* _Records shown_

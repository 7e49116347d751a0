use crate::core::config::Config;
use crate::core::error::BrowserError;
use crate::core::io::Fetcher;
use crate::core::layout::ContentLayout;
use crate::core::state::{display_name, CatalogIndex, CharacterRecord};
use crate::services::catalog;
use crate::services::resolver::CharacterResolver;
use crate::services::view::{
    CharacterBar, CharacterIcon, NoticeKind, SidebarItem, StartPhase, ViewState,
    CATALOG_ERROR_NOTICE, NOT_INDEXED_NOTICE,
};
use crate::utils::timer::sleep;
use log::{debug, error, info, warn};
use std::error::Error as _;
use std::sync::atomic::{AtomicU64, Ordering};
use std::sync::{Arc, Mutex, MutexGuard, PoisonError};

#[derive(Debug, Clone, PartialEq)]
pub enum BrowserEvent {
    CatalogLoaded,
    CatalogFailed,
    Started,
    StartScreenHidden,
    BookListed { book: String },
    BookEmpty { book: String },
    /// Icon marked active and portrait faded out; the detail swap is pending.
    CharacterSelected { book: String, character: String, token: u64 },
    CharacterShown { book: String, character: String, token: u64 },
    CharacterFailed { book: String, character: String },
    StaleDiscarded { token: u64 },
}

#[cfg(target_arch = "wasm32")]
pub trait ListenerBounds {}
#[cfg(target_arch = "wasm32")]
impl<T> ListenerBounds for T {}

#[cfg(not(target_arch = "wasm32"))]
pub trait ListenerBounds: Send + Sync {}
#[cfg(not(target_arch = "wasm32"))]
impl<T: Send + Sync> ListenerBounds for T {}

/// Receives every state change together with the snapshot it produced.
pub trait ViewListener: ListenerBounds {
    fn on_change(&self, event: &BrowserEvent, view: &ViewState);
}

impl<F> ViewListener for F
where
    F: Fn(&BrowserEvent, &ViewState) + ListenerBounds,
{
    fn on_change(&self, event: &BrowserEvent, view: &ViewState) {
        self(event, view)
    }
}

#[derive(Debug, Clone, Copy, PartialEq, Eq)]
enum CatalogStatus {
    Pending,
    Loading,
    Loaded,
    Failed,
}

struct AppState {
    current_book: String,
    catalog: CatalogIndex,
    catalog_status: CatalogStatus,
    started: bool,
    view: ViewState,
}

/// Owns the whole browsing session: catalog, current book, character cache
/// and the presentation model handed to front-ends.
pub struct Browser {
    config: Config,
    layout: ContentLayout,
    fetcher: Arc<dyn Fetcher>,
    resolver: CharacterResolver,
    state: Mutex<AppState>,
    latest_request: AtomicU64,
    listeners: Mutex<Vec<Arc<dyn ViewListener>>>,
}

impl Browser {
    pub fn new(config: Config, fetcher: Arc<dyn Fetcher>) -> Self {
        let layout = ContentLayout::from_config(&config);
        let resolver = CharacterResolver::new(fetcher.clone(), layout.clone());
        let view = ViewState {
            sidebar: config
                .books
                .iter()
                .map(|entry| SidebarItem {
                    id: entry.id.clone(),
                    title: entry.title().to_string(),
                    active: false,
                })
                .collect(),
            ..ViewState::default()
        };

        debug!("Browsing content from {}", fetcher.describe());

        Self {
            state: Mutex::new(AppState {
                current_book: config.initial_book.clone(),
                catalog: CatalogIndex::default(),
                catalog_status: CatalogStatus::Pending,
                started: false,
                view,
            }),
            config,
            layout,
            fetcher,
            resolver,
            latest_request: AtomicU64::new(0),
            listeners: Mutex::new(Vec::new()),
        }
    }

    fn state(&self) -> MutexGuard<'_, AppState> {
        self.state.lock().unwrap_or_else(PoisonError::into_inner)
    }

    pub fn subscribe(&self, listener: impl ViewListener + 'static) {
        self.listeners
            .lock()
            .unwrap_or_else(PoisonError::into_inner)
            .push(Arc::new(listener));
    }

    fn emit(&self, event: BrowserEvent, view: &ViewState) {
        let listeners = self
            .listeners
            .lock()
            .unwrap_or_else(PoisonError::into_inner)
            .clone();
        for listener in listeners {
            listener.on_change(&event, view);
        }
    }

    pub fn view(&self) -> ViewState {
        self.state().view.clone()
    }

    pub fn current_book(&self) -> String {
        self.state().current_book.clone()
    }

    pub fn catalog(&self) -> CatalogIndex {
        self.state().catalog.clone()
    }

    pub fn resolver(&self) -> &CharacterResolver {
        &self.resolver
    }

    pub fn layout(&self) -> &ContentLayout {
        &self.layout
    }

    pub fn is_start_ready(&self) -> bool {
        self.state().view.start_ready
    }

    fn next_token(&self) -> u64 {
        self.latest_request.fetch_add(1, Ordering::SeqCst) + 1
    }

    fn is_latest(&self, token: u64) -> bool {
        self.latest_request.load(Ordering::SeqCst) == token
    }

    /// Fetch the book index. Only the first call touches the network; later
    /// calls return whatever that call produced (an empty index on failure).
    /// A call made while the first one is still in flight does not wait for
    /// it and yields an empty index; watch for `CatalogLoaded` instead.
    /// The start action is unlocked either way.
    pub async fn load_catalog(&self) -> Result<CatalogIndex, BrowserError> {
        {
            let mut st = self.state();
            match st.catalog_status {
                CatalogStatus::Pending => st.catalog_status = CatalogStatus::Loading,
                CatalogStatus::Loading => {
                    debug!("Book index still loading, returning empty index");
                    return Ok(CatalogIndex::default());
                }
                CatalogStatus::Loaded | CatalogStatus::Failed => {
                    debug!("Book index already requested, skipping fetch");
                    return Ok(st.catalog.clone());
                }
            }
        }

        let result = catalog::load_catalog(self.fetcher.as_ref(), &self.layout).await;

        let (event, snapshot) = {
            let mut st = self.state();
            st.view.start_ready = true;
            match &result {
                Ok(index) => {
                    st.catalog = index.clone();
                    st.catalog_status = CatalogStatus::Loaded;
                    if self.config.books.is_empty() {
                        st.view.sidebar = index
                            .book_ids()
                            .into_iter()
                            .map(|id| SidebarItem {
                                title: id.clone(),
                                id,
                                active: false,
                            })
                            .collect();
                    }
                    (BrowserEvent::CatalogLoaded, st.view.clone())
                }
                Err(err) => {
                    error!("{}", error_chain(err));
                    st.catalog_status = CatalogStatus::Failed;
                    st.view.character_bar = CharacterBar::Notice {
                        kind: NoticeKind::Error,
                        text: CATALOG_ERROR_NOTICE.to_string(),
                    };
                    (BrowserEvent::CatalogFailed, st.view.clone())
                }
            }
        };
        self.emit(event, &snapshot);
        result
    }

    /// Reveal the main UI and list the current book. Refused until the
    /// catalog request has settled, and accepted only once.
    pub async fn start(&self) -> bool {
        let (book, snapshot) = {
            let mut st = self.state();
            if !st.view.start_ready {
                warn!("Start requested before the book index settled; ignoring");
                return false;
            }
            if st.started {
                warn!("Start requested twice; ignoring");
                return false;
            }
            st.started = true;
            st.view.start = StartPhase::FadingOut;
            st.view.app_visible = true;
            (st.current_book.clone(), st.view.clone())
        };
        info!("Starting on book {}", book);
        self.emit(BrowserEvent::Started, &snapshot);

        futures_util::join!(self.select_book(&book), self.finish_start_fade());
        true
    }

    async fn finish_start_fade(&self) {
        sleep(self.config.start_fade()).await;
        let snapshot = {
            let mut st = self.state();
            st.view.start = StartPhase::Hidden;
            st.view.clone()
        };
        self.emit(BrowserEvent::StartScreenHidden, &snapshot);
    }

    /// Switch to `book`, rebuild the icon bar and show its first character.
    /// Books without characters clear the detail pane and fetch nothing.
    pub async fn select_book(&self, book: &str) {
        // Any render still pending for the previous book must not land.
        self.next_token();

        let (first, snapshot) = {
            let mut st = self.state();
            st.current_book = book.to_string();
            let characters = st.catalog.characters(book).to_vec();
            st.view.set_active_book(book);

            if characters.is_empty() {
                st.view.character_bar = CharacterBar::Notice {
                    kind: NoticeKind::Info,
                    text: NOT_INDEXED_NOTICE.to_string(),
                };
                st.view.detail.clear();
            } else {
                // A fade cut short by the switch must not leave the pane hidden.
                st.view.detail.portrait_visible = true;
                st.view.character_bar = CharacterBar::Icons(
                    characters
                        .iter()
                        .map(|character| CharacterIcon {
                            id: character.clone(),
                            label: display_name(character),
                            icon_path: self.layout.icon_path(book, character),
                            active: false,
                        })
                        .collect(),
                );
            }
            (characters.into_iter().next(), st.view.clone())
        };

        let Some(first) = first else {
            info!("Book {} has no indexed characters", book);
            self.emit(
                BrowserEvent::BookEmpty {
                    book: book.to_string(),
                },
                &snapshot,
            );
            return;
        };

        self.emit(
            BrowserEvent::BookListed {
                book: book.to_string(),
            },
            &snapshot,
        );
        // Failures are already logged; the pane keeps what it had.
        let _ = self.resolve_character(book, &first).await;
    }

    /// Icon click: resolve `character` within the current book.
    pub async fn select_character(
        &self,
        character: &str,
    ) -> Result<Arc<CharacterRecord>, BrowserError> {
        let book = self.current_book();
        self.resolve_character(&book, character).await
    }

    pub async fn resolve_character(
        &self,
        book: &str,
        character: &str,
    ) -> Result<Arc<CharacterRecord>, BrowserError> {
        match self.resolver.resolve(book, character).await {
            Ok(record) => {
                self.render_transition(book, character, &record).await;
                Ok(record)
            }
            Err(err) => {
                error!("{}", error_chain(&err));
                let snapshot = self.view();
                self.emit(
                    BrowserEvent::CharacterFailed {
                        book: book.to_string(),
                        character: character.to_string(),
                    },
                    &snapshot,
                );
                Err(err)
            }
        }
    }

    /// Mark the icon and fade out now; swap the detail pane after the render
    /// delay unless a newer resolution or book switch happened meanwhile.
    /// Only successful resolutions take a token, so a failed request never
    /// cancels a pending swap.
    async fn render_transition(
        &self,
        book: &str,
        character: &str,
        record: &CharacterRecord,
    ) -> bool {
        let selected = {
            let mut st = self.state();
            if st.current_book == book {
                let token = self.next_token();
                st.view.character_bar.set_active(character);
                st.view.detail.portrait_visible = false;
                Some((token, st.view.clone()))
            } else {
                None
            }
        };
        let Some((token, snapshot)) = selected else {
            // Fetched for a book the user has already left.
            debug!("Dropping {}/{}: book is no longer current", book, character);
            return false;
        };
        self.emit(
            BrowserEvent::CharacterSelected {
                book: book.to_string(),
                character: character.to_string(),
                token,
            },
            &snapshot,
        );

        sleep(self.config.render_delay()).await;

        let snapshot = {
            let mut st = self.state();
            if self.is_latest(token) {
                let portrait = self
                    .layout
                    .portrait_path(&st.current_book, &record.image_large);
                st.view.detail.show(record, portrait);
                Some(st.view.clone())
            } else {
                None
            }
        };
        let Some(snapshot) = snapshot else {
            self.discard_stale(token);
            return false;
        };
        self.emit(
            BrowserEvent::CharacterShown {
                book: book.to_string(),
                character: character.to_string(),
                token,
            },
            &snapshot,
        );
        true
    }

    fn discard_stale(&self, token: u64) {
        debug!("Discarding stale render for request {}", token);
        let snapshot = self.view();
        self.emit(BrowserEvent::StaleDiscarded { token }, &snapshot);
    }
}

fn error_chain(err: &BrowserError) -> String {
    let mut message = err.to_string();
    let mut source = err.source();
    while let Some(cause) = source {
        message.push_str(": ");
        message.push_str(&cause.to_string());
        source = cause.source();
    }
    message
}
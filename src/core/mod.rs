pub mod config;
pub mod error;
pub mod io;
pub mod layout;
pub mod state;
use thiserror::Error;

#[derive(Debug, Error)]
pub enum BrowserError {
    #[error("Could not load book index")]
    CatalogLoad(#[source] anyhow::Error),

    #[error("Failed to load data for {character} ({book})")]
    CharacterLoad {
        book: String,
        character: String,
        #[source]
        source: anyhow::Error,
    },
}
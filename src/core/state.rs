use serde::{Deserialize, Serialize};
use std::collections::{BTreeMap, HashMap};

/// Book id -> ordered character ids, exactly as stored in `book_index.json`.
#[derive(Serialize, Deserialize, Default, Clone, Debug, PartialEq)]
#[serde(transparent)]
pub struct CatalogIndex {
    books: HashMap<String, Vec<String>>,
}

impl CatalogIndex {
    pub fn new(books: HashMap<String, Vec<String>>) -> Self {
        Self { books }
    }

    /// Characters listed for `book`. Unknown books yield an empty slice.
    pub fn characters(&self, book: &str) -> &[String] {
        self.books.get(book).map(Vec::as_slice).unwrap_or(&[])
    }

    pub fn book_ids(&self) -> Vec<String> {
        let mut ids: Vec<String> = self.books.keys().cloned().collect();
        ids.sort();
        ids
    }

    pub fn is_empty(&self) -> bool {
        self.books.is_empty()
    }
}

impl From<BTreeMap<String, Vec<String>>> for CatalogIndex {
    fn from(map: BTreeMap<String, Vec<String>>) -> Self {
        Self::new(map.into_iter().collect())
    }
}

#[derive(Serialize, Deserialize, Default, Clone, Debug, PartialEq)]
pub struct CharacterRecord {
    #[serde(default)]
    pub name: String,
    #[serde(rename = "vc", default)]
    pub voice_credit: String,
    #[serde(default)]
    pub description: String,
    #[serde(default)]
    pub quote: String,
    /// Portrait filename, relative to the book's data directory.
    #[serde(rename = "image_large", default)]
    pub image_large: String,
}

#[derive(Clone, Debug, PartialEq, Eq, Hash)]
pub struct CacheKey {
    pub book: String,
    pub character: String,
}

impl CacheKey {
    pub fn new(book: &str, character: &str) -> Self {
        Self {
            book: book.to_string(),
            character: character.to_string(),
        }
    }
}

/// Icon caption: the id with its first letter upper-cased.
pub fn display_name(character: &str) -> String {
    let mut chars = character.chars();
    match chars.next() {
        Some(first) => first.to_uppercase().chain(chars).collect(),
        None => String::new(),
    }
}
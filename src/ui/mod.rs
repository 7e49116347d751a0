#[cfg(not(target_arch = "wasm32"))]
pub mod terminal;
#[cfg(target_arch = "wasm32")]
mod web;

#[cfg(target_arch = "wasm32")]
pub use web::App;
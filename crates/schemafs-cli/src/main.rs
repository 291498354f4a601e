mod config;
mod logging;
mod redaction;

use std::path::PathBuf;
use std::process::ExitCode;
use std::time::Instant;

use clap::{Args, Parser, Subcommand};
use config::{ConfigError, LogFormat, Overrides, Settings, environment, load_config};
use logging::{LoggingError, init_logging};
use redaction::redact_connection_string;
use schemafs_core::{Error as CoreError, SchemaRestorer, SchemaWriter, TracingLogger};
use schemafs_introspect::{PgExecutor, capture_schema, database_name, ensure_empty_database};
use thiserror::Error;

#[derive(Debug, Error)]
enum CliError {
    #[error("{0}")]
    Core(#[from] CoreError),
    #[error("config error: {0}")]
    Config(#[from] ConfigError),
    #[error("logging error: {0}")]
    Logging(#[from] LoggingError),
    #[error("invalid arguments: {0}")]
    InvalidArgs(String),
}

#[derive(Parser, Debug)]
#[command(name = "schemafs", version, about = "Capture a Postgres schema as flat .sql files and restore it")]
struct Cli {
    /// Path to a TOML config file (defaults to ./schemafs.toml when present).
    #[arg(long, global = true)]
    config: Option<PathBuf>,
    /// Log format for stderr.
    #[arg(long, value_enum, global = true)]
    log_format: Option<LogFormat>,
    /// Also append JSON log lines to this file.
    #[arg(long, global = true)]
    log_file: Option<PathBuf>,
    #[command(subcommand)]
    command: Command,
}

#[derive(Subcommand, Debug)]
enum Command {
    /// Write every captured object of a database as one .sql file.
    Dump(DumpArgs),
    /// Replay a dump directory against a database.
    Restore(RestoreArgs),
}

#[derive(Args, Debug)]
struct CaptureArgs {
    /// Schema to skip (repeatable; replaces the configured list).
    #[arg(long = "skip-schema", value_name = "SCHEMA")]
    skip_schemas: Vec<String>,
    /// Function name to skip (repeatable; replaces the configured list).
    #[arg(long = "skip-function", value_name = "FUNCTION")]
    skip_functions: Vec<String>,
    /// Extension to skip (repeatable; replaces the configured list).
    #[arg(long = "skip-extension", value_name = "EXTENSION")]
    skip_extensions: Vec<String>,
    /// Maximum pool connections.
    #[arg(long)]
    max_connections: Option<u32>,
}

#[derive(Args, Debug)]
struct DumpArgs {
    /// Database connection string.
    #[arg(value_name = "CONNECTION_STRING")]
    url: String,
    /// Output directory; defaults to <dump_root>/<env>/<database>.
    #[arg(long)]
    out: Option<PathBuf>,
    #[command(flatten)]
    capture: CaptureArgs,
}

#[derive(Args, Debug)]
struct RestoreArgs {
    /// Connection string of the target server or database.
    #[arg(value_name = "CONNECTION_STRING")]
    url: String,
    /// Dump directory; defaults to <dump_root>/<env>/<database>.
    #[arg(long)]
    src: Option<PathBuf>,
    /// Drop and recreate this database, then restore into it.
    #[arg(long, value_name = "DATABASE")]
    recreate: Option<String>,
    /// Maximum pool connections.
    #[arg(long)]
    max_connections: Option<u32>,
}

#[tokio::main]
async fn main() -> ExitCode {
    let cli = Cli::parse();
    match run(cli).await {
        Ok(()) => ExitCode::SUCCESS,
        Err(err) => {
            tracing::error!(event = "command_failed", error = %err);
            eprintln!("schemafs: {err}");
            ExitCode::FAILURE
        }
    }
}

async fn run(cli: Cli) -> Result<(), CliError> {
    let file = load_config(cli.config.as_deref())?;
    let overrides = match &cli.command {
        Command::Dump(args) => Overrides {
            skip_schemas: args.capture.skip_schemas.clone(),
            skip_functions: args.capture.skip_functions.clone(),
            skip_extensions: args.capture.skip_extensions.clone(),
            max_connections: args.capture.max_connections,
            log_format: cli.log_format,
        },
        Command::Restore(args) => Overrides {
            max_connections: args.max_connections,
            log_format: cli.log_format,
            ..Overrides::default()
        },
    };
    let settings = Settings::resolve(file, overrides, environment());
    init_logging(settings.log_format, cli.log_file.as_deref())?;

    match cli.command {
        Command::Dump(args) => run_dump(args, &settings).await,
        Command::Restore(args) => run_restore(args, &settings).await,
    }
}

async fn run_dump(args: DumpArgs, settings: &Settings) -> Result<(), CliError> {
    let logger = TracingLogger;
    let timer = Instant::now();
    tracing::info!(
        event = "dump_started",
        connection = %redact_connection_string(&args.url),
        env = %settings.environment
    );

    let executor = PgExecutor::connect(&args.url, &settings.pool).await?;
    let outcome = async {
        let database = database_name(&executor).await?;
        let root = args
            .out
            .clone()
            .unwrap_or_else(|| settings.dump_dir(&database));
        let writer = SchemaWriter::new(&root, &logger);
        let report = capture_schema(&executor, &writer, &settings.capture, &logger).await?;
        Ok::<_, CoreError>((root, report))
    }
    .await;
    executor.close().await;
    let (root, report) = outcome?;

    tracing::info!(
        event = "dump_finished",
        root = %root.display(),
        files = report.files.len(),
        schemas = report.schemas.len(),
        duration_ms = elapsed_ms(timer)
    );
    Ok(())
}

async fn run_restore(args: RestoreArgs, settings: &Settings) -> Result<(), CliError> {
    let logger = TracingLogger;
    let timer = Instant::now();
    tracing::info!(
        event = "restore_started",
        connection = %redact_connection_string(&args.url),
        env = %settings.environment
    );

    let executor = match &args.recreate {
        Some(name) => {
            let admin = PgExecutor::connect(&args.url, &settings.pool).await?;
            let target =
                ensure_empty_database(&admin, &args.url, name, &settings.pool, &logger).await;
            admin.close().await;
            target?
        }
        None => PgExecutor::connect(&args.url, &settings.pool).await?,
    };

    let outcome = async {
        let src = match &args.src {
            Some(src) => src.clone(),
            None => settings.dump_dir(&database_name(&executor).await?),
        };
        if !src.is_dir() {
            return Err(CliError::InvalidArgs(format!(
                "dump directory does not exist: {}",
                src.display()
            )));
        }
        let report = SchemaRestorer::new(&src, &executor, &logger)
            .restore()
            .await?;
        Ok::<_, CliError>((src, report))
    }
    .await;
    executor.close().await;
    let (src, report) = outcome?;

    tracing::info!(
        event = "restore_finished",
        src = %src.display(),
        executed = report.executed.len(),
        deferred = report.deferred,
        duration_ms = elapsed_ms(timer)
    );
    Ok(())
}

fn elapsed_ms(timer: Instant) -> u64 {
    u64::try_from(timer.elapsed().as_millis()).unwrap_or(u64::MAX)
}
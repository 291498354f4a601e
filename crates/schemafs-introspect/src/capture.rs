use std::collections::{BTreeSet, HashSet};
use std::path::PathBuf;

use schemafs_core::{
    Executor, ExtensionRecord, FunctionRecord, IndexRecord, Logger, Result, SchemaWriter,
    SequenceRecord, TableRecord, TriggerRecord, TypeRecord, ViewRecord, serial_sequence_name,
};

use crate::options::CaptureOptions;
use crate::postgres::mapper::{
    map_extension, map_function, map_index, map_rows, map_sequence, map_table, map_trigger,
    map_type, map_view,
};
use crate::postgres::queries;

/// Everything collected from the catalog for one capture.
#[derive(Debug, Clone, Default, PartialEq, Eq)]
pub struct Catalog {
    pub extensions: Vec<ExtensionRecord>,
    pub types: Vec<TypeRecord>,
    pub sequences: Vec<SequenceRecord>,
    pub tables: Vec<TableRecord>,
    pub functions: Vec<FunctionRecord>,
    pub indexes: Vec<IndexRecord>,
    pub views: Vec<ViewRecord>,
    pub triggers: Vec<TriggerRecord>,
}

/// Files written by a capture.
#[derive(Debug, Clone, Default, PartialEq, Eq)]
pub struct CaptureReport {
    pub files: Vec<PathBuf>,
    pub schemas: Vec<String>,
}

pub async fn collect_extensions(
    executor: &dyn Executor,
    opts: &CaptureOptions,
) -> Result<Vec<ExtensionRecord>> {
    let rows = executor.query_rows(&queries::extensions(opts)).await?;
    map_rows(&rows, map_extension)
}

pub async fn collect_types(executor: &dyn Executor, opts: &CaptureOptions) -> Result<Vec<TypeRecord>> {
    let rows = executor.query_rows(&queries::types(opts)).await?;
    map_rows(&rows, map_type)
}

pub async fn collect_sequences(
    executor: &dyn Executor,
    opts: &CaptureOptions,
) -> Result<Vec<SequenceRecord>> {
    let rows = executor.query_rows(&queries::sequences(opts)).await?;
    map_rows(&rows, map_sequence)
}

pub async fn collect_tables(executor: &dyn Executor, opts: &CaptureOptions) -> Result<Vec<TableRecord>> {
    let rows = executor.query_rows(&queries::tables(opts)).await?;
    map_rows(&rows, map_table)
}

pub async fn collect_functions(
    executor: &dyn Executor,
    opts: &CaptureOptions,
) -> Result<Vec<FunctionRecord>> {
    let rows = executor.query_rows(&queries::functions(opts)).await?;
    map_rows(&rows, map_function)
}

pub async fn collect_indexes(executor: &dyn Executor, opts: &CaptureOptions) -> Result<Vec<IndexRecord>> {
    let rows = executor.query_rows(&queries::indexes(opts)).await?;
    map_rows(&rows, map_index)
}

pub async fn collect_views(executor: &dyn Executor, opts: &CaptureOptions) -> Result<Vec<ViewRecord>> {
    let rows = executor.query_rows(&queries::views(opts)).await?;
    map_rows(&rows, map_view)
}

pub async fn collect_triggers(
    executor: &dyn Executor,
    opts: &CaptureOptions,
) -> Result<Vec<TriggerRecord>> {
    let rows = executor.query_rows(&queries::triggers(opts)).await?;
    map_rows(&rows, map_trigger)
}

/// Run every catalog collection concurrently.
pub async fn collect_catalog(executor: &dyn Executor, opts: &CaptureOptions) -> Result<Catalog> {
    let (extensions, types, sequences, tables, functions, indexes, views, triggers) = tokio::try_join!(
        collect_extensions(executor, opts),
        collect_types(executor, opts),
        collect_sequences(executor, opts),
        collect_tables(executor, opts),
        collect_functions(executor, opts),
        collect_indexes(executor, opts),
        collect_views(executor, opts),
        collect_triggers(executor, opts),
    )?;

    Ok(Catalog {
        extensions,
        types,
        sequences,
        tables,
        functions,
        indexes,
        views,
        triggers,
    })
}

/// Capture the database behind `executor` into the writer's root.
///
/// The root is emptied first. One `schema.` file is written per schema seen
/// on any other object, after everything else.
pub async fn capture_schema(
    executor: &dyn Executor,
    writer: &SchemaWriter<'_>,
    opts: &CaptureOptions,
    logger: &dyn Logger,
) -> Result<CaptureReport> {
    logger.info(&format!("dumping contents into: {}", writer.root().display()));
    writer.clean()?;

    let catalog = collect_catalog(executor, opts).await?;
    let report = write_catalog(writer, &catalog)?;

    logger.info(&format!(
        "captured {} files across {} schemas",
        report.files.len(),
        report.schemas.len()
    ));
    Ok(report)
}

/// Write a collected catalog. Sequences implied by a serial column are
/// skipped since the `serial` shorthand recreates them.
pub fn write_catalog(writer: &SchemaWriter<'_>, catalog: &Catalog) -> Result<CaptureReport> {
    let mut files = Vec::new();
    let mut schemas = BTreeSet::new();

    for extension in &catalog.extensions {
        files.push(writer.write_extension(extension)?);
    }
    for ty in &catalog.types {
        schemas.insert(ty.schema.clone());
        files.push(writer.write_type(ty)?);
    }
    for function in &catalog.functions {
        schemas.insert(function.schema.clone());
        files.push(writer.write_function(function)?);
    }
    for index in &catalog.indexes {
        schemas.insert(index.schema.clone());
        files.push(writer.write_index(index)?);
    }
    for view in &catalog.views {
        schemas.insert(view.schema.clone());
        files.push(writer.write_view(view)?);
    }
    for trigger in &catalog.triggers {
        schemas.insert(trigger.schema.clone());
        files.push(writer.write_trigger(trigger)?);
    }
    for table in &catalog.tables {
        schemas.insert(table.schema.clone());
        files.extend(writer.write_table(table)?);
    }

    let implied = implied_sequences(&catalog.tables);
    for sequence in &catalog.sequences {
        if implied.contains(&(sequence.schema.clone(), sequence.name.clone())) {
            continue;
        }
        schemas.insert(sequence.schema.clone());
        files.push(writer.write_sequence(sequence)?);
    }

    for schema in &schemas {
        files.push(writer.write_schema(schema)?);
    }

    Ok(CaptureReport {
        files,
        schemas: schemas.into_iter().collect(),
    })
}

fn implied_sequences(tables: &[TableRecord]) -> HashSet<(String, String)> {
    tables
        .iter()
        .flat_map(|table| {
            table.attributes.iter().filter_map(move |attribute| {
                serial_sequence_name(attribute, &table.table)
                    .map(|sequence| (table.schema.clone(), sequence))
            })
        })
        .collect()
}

* _What to produce_
Scan the records above for the string "HashMap", then select every line that holds it.

* _Answer box_
use std::collections::{BTreeMap, HashMap};
    books: HashMap<String, Vec<String>>,
    pub fn new(books: HashMap<String, Vec<String>>) -> Self {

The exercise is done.